Saved entries:
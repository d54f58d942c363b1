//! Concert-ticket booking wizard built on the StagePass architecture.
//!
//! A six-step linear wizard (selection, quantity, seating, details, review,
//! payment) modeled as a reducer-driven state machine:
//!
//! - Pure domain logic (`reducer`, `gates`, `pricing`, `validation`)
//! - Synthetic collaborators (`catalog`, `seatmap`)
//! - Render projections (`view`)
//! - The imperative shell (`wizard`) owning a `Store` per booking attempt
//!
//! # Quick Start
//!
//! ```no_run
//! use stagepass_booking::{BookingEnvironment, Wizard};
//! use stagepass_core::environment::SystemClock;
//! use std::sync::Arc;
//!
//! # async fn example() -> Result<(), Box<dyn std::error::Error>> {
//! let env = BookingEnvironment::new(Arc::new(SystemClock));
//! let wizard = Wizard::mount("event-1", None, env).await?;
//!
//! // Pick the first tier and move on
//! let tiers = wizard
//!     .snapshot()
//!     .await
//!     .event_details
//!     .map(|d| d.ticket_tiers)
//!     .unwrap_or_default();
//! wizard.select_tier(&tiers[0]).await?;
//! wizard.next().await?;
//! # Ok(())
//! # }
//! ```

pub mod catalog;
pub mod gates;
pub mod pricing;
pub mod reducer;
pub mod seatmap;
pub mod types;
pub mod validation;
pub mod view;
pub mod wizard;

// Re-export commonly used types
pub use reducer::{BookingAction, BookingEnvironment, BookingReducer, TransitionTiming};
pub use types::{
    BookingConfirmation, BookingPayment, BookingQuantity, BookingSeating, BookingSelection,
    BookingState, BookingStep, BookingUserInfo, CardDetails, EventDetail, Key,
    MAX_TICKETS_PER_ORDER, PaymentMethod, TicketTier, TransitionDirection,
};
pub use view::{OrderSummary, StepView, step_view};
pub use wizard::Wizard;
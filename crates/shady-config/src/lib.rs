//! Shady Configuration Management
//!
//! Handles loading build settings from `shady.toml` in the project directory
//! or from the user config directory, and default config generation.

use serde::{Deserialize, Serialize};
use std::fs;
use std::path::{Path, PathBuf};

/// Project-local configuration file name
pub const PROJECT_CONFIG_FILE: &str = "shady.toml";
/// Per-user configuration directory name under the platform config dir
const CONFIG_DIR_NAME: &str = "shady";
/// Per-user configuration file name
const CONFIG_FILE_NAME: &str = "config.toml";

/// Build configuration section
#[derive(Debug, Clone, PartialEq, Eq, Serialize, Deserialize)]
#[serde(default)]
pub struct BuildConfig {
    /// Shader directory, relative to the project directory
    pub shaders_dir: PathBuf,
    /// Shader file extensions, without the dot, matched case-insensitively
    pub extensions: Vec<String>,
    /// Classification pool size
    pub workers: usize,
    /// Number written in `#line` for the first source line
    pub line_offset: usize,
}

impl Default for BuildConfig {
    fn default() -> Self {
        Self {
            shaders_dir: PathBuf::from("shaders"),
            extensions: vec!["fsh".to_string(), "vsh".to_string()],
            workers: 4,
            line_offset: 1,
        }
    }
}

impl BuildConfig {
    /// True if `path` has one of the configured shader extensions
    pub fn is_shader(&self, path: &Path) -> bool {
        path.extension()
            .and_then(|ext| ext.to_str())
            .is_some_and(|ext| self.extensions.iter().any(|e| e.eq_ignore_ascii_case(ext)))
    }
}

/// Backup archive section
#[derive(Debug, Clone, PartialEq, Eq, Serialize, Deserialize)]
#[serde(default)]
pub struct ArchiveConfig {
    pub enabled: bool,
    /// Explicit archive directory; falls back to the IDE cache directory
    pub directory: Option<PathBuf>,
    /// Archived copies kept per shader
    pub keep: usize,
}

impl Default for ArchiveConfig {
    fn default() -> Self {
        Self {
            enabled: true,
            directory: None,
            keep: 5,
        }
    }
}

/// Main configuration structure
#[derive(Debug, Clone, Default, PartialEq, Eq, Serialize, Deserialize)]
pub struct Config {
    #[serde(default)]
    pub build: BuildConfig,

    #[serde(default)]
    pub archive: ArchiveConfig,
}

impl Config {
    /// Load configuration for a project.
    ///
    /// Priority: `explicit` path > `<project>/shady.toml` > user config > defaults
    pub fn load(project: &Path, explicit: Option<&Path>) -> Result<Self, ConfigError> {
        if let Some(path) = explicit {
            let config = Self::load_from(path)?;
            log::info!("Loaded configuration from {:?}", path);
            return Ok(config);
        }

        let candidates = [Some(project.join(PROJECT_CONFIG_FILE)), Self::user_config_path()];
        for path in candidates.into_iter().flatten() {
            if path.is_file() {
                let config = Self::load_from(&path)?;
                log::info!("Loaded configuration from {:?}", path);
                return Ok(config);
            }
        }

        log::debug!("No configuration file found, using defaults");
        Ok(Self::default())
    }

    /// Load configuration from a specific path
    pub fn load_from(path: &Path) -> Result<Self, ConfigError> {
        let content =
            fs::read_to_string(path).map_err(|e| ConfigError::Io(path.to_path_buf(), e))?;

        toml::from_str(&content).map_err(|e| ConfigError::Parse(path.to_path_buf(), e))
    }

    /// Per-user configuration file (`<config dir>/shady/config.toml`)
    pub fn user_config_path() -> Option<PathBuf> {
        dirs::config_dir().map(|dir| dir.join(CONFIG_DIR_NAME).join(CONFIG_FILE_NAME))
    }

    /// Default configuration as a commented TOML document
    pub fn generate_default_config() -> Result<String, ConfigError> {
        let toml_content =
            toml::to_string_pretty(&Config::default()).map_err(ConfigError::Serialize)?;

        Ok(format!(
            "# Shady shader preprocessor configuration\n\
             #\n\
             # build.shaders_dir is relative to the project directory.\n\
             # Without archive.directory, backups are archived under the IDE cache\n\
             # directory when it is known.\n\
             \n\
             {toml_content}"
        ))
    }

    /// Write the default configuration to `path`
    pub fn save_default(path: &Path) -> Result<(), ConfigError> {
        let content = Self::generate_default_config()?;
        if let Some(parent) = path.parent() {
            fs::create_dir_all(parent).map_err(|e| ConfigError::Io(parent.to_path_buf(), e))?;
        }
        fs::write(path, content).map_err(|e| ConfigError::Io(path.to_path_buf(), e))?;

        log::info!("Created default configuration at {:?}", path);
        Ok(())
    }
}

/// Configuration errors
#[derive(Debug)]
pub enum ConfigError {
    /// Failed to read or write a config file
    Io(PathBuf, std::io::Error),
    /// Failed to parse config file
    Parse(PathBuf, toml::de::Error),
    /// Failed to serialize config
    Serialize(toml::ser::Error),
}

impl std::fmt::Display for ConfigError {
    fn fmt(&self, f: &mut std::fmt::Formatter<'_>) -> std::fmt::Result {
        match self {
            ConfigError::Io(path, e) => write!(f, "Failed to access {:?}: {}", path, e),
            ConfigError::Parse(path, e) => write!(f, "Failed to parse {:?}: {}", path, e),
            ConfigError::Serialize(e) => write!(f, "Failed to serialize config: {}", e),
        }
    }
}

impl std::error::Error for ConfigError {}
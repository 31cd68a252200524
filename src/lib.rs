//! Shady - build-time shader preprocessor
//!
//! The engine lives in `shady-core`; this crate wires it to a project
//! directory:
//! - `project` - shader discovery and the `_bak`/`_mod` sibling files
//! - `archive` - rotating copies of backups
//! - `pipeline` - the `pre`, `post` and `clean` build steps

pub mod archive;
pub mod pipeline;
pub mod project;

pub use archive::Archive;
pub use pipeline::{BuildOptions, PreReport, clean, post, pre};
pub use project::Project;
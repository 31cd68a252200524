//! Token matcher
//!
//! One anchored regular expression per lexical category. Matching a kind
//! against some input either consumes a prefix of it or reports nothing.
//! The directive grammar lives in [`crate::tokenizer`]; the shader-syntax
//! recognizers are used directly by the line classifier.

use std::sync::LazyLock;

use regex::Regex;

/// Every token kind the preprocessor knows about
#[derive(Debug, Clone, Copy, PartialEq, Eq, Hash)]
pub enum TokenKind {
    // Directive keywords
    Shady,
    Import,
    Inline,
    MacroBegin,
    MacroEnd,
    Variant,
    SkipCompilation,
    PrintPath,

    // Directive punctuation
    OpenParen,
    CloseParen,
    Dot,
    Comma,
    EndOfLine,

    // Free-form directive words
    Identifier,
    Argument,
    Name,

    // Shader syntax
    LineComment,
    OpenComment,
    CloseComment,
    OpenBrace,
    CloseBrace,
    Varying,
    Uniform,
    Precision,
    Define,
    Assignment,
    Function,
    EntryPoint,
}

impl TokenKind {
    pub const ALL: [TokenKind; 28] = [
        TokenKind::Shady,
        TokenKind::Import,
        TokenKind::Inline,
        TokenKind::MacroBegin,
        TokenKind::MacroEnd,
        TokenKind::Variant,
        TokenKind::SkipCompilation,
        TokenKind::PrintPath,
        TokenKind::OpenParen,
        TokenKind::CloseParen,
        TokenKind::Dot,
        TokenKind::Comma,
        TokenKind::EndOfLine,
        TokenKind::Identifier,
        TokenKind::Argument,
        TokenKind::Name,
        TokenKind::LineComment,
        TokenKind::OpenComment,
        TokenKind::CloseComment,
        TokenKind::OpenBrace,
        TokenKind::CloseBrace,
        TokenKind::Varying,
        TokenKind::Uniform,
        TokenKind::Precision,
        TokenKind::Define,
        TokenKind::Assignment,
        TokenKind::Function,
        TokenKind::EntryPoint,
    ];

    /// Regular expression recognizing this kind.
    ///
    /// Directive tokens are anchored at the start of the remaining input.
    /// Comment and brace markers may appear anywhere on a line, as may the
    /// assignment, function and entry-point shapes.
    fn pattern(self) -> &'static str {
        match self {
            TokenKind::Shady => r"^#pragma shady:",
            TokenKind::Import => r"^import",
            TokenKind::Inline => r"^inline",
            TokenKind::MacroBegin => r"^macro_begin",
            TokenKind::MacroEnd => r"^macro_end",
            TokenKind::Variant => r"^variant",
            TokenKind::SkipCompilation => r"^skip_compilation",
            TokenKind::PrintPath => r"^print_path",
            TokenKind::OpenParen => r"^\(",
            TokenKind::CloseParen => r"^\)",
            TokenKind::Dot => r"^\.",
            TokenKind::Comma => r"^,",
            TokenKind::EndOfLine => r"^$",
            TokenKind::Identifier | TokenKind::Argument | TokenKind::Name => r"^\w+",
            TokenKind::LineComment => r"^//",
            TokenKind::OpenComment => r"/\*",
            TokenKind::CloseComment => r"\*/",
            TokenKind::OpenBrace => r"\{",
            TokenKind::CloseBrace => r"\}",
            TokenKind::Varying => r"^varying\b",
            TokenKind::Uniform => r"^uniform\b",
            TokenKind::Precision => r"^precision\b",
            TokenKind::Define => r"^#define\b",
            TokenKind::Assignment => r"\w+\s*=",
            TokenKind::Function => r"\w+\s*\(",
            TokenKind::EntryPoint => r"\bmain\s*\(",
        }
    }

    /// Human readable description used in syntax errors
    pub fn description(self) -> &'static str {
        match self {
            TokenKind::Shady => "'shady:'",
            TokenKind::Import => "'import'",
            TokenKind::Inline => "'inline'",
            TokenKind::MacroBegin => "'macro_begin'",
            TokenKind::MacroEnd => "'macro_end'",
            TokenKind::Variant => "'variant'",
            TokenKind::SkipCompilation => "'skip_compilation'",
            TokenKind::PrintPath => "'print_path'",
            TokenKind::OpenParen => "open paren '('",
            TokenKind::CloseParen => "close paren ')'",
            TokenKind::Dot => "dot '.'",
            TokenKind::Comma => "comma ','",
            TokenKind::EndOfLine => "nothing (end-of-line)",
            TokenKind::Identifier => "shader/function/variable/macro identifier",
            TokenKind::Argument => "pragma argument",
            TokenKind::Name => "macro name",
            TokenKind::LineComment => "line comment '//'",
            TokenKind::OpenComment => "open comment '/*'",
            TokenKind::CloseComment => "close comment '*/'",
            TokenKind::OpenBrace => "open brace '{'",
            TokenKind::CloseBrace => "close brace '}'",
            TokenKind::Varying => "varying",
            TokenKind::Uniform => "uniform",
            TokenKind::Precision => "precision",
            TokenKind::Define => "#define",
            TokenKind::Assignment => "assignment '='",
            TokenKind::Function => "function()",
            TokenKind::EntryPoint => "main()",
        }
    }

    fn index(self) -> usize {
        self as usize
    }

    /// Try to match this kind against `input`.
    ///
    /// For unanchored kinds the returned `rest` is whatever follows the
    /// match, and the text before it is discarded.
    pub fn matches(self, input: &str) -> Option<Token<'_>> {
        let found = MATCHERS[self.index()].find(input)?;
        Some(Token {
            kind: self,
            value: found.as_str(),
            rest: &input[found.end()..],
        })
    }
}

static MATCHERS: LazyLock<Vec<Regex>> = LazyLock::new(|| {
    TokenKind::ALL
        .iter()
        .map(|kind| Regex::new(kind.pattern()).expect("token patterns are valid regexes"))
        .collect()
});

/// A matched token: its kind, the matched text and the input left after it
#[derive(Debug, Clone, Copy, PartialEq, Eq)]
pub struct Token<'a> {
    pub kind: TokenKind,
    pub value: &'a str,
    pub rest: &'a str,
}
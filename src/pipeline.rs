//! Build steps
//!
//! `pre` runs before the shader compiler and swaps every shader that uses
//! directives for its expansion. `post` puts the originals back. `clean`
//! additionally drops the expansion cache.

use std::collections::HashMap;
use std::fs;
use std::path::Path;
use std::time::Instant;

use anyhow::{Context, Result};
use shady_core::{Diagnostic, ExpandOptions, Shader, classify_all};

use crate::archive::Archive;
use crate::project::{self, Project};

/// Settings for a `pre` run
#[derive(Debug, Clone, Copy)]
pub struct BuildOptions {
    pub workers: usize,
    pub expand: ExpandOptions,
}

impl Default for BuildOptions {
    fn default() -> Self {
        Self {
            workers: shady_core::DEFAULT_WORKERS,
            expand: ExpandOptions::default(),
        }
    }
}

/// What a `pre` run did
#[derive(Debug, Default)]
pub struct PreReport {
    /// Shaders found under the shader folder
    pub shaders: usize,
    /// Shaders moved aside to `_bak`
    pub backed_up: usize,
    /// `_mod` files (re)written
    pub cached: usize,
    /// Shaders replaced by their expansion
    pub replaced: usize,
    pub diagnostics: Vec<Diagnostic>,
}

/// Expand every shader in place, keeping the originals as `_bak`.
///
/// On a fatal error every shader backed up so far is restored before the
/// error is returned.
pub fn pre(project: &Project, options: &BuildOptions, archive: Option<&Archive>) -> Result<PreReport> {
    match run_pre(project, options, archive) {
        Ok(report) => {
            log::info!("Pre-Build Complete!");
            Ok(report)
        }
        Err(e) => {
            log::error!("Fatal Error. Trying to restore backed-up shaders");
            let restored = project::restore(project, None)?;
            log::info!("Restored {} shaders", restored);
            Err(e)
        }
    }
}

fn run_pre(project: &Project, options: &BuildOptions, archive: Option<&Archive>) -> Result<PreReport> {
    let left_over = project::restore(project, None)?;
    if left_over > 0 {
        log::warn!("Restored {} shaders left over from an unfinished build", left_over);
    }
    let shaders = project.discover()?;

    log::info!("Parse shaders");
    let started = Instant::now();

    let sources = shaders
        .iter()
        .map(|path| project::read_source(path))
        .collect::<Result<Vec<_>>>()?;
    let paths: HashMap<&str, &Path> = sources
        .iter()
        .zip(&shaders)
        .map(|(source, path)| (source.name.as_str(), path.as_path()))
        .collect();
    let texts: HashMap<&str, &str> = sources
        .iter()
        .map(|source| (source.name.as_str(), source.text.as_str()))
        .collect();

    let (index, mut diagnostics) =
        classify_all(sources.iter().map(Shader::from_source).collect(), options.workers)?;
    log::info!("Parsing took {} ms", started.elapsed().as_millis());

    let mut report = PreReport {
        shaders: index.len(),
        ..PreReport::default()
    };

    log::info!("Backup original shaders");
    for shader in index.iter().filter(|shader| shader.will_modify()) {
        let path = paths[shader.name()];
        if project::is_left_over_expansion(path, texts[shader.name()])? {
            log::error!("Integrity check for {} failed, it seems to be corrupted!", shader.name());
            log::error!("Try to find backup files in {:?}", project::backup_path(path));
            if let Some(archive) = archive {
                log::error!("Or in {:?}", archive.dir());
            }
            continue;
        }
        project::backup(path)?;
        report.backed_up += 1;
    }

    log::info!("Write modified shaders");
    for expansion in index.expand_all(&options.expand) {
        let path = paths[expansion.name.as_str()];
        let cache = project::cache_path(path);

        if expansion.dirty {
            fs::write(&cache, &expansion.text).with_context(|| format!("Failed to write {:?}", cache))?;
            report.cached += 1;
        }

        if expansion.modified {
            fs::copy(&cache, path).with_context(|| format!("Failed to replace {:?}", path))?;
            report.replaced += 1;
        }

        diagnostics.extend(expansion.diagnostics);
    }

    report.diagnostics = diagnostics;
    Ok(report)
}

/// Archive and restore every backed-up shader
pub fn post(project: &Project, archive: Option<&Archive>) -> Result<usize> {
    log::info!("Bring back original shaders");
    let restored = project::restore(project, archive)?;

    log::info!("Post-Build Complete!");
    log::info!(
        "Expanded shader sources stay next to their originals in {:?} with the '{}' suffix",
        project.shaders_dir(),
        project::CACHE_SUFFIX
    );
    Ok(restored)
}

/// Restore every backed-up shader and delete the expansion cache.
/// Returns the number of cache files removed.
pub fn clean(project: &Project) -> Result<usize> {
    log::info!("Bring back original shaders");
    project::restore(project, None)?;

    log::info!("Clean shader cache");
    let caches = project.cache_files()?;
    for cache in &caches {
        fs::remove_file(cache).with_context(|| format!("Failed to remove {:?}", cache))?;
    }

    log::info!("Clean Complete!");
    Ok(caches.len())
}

→ **Goal of the exercise**:
Wherever the string "pipeline" is found in the entries, copy the line it sits in.

→ **Worked solution**:
//! - `pipeline` - the `pre`, `post` and `clean` build steps
pub mod pipeline;
pub use pipeline::{BuildOptions, PreReport, clean, post, pre};
filename src/pipeline.rs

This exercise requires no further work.